(EXERCISE DESCRIPTION) Show every line of the data that contains the string "impl".

═══ DATA TO USE ═══

//! kp-core: shared foundation for keepinpace.
//!
//! Contains:
//! - numeric (tolerances + float helpers)
//! - data (delayed-neutron precursor groups, the kinetics input contract)
//! - timing (opt-in wall-clock instrumentation)
//! - error (shared error types)

pub mod data;
pub mod error;
pub mod numeric;
pub mod timing;

pub use data::{DelayedNeutronData, PrecursorGroup};
pub use error::{CoreError, CoreResult};
pub use numeric::*;
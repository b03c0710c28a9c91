//! Point-kinetics equations.
//!
//! With reactivity rho in dollars and normalized generation time Lambda:
//!
//! ```text
//! dn/dt   = (rho(t) - 1)/Lambda * n + sum_i lambda_i * C_i
//! dC_i/dt = -lambda_i * C_i + a_i/Lambda * n,      a_i = beta_i / beta
//! ```

use kp_core::{DelayedNeutronData, ensure_positive};
use nalgebra::{DMatrix, DVector};

use crate::error::{SimError, SimResult};

/// Neutron density followed by the precursor concentrations.
///
/// Element 0 is `n`, elements `1..=G` are `C_i`.
#[derive(Clone, Debug, PartialEq)]
pub struct KineticsState(DVector<f64>);

impl KineticsState {
    pub fn from_vector(v: DVector<f64>) -> Self {
        Self(v)
    }

    pub fn from_parts(neutron_density: f64, precursors: &[f64]) -> Self {
        let mut v = DVector::zeros(1 + precursors.len());
        v[0] = neutron_density;
        v.rows_mut(1, precursors.len()).copy_from_slice(precursors);
        Self(v)
    }

    pub fn neutron_density(&self) -> f64 {
        self.0[0]
    }

    pub fn precursors(&self) -> &[f64] {
        &self.0.as_slice()[1..]
    }

    /// Total length, `1 + G`.
    pub fn len(&self) -> usize {
        self.0.len()
    }

    pub fn is_empty(&self) -> bool {
        self.0.is_empty()
    }

    pub fn num_groups(&self) -> usize {
        self.0.len().saturating_sub(1)
    }

    pub fn as_vector(&self) -> &DVector<f64> {
        &self.0
    }

    pub fn into_vector(self) -> DVector<f64> {
        self.0
    }

    pub fn is_finite(&self) -> bool {
        self.0.iter().all(|v| v.is_finite())
    }

    pub fn is_non_negative(&self) -> bool {
        self.0.iter().all(|&v| v >= 0.0)
    }
}

/// Where the neutron population change comes from at one instant.
#[derive(Clone, Debug, PartialEq)]
pub struct Contributions {
    /// Prompt term (rho - 1)/Lambda * n. Negative below prompt critical.
    pub prompt: f64,
    /// Decay source lambda_i * C_i per precursor group.
    pub delayed: Vec<f64>,
}

impl Contributions {
    /// dn/dt, the sum of all terms.
    pub fn net(&self) -> f64 {
        self.prompt + self.delayed.iter().sum::<f64>()
    }
}

/// Prompt-jump estimate of the neutron density right after a reactivity step.
///
/// Returns `None` at or above prompt critical, where the approximation breaks.
pub fn prompt_jump(rho_before: f64, rho_after: f64, neutron_density: f64) -> Option<f64> {
    if !rho_before.is_finite() || !rho_after.is_finite() || rho_after >= 1.0 {
        return None;
    }
    Some(neutron_density * (1.0 - rho_before) / (1.0 - rho_after))
}

/// The point-kinetics system for one data set and generation time.
#[derive(Clone, Debug)]
pub struct PointKinetics {
    data: DelayedNeutronData,
    decay_constants: DVector<f64>,
    relative_yields: DVector<f64>,
    generation_time: f64,
}

impl PointKinetics {
    pub fn new(data: DelayedNeutronData, generation_time: f64) -> SimResult<Self> {
        let generation_time = ensure_positive(generation_time, "normalized generation time")?;
        Ok(Self {
            decay_constants: DVector::from_vec(data.decay_constants()),
            relative_yields: DVector::from_vec(data.relative_yields()),
            data,
            generation_time,
        })
    }

    pub fn data(&self) -> &DelayedNeutronData {
        &self.data
    }

    pub fn generation_time(&self) -> f64 {
        self.generation_time
    }

    pub fn num_groups(&self) -> usize {
        self.decay_constants.len()
    }

    pub fn decay_constants(&self) -> &[f64] {
        self.decay_constants.as_slice()
    }

    /// a_i = beta_i / beta.
    pub fn relative_yields(&self) -> &[f64] {
        self.relative_yields.as_slice()
    }

    /// State vector length, `1 + G`.
    pub fn dim(&self) -> usize {
        1 + self.num_groups()
    }

    /// Critical equilibrium: n = 1 and every dC_i/dt = 0 at rho = 0.
    pub fn steady_state(&self) -> KineticsState {
        let mut v = DVector::zeros(self.dim());
        v[0] = 1.0;
        for i in 0..self.num_groups() {
            v[i + 1] = self.relative_yields[i] / self.generation_time / self.decay_constants[i];
        }
        KineticsState(v)
    }

    pub(crate) fn check_len(&self, len: usize) -> SimResult<()> {
        if len == self.dim() {
            Ok(())
        } else {
            Err(SimError::StateMismatch {
                expected: self.dim(),
                actual: len,
            })
        }
    }

    /// Right-hand side at reactivity `rho`.
    pub fn derivative(&self, rho: f64, x: &DVector<f64>) -> DVector<f64> {
        let g = self.num_groups();
        let n = x[0];
        let c = x.rows(1, g);
        let mut dx = DVector::zeros(1 + g);
        dx[0] = (rho - 1.0) / self.generation_time * n + self.decay_constants.dot(&c);
        let source = &self.relative_yields * (n / self.generation_time);
        let dc = source - self.decay_constants.component_mul(&c);
        dx.rows_mut(1, g).copy_from(&dc);
        dx
    }

    /// Jacobian of [`PointKinetics::derivative`]. The system is linear in the
    /// state, so this depends on reactivity only.
    pub fn jacobian(&self, rho: f64) -> DMatrix<f64> {
        let g = self.num_groups();
        let mut jac = DMatrix::zeros(1 + g, 1 + g);
        jac[(0, 0)] = (rho - 1.0) / self.generation_time;
        for i in 0..g {
            jac[(0, i + 1)] = self.decay_constants[i];
            jac[(i + 1, 0)] = self.relative_yields[i] / self.generation_time;
            jac[(i + 1, i + 1)] = -self.decay_constants[i];
        }
        jac
    }

    pub fn contributions(&self, rho: f64, state: &KineticsState) -> Contributions {
        let n = state.neutron_density();
        Contributions {
            prompt: (rho - 1.0) / self.generation_time * n,
            delayed: state
                .precursors()
                .iter()
                .zip(self.decay_constants.iter())
                .map(|(c, l)| c * l)
                .collect(),
        }
    }
}

#[cfg(test)]
mod tests {
    use super::*;

    fn keepin() -> PointKinetics {
        PointKinetics::new(DelayedNeutronData::keepin_u235(), 1e-7 / 0.0035).unwrap()
    }

    #[test]
    fn steady_state_is_equilibrium() {
        let pk = keepin();
        let x0 = pk.steady_state();
        let dx = pk.derivative(0.0, x0.as_vector());
        // Terms are O(1/Lambda) ~ 3.5e4, so compare relative to that scale.
        let scale = 1.0 / pk.generation_time();
        for v in dx.iter() {
            assert!(v.abs() <= 1e-12 * scale, "derivative {v} not ~0");
        }
    }

    #[test]
    fn steady_precursors_match_balance() {
        let data = DelayedNeutronData::single_group(0.1, 1.0).unwrap();
        let pk = PointKinetics::new(data, 2.85e-5).unwrap();
        let x0 = pk.steady_state();
        assert_eq!(x0.neutron_density(), 1.0);
        let expected = 1.0 / (2.85e-5 * 0.1);
        assert!((x0.precursors()[0] - expected).abs() < 1e-9 * expected);
    }

    #[test]
    fn jacobian_matches_derivative() {
        // Linear system: f(x) = J x exactly.
        let pk = keepin();
        let x = DVector::from_fn(pk.dim(), |i, _| 1.0 + i as f64);
        let rho = 0.3;
        let direct = pk.derivative(rho, &x);
        let via_jac = pk.jacobian(rho) * &x;
        for (a, b) in direct.iter().zip(via_jac.iter()) {
            assert!((a - b).abs() <= 1e-9 * a.abs().max(1.0));
        }
    }

    #[test]
    fn contributions_sum_to_dn_dt() {
        let pk = keepin();
        let x = pk.steady_state();
        let c = pk.contributions(0.2, &x);
        let dn = pk.derivative(0.2, x.as_vector())[0];
        assert_eq!(c.delayed.len(), 6);
        assert!((c.net() - dn).abs() <= 1e-9 * dn.abs());
        assert!(c.prompt < 0.0);
    }

    #[test]
    fn rejects_bad_generation_time() {
        let data = DelayedNeutronData::keepin_u235();
        assert!(PointKinetics::new(data.clone(), 0.0).is_err());
        assert!(PointKinetics::new(data.clone(), -1.0).is_err());
        assert!(PointKinetics::new(data, f64::NAN).is_err());
    }

    #[test]
    fn prompt_jump_estimate() {
        assert!((prompt_jump(0.0, 0.1, 1.0).unwrap() - 1.0 / 0.9).abs() < 1e-12);
        assert!((prompt_jump(0.0, -1.0, 2.0).unwrap() - 1.0).abs() < 1e-12);
        assert!(prompt_jump(0.0, 1.0, 1.0).is_none());
        assert!(prompt_jump(0.0, f64::NAN, 1.0).is_none());
    }

    #[test]
    fn state_accessors() {
        let s = KineticsState::from_parts(2.0, &[3.0, 4.0]);
        assert_eq!(s.len(), 3);
        assert_eq!(s.num_groups(), 2);
        assert_eq!(s.precursors(), &[3.0, 4.0]);
        assert!(s.is_finite());
        assert!(s.is_non_negative());
        assert!(!KineticsState::from_parts(-1.0, &[]).is_non_negative());
    }
}
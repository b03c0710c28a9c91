//! Error types for kinetics integration.

use kp_core::CoreError;
use thiserror::Error;

/// Errors encountered while building or running the kinetics solver.
#[derive(Error, Debug, Clone, PartialEq)]
pub enum SimError {
    /// Bad data, generation time or integrator options. Raised at construction.
    #[error("Invalid configuration: {what}")]
    InvalidConfiguration { what: String },

    #[error("Invalid argument: {what}")]
    InvalidArgument { what: String },

    /// The adaptive integrator could not meet its tolerance or diverged.
    #[error("Integration failed at t={t}: {reason}")]
    IntegrationFailure { t: f64, reason: String },

    #[error("State length mismatch: expected {expected}, got {actual}")]
    StateMismatch { expected: usize, actual: usize },
}

pub type SimResult<T> = Result<T, SimError>;

impl SimError {
    pub(crate) fn config(what: impl Into<String>) -> Self {
        SimError::InvalidConfiguration { what: what.into() }
    }

    pub(crate) fn arg(what: impl Into<String>) -> Self {
        SimError::InvalidArgument { what: what.into() }
    }

    pub(crate) fn failure(t: f64, reason: impl Into<String>) -> Self {
        SimError::IntegrationFailure {
            t,
            reason: reason.into(),
        }
    }
}

impl From<CoreError> for SimError {
    fn from(e: CoreError) -> Self {
        SimError::InvalidConfiguration {
            what: e.to_string(),
        }
    }
}
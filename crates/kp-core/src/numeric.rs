use crate::CoreError;

/// One tolerance for everything
#[derive(Clone, Copy, Debug)]
pub struct Tolerances {
    pub abs: f64,
    pub rel: f64,
}

impl Default for Tolerances {
    fn default() -> Self {
        Self {
            abs: 1e-12,
            rel: 1e-9,
        }
    }
}

impl Tolerances {
    pub const fn new(abs: f64, rel: f64) -> Self {
        Self { abs, rel }
    }
}

pub fn nearly_equal(a: f64, b: f64, tol: Tolerances) -> bool {
    let diff = (a - b).abs();
    if diff <= tol.abs {
        return true;
    }
    diff <= tol.rel * a.abs().max(b.abs())
}

/// Element-wise [`nearly_equal`] over two slices of the same length.
pub fn all_nearly_equal(a: &[f64], b: &[f64], tol: Tolerances) -> bool {
    a.len() == b.len() && a.iter().zip(b).all(|(&x, &y)| nearly_equal(x, y, tol))
}

pub fn ensure_finite(v: f64, what: &'static str) -> Result<f64, CoreError> {
    if v.is_finite() {
        Ok(v)
    } else {
        Err(CoreError::NonFinite { what, value: v })
    }
}

/// Finite and strictly positive.
pub fn ensure_positive(v: f64, what: &'static str) -> Result<f64, CoreError> {
    let v = ensure_finite(v, what)?;
    if v > 0.0 {
        Ok(v)
    } else {
        Err(CoreError::config(format!("{what} must be positive, got {v}")))
    }
}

═══

(EXERCISE ANSWER)
impl KineticsState {
impl Contributions {
impl PointKinetics {
impl SimError {
    pub(crate) fn config(what: impl Into<String>) -> Self {
    pub(crate) fn arg(what: impl Into<String>) -> Self {
    pub(crate) fn failure(t: f64, reason: impl Into<String>) -> Self {
impl From<CoreError> for SimError {
impl Default for Tolerances {
impl Tolerances {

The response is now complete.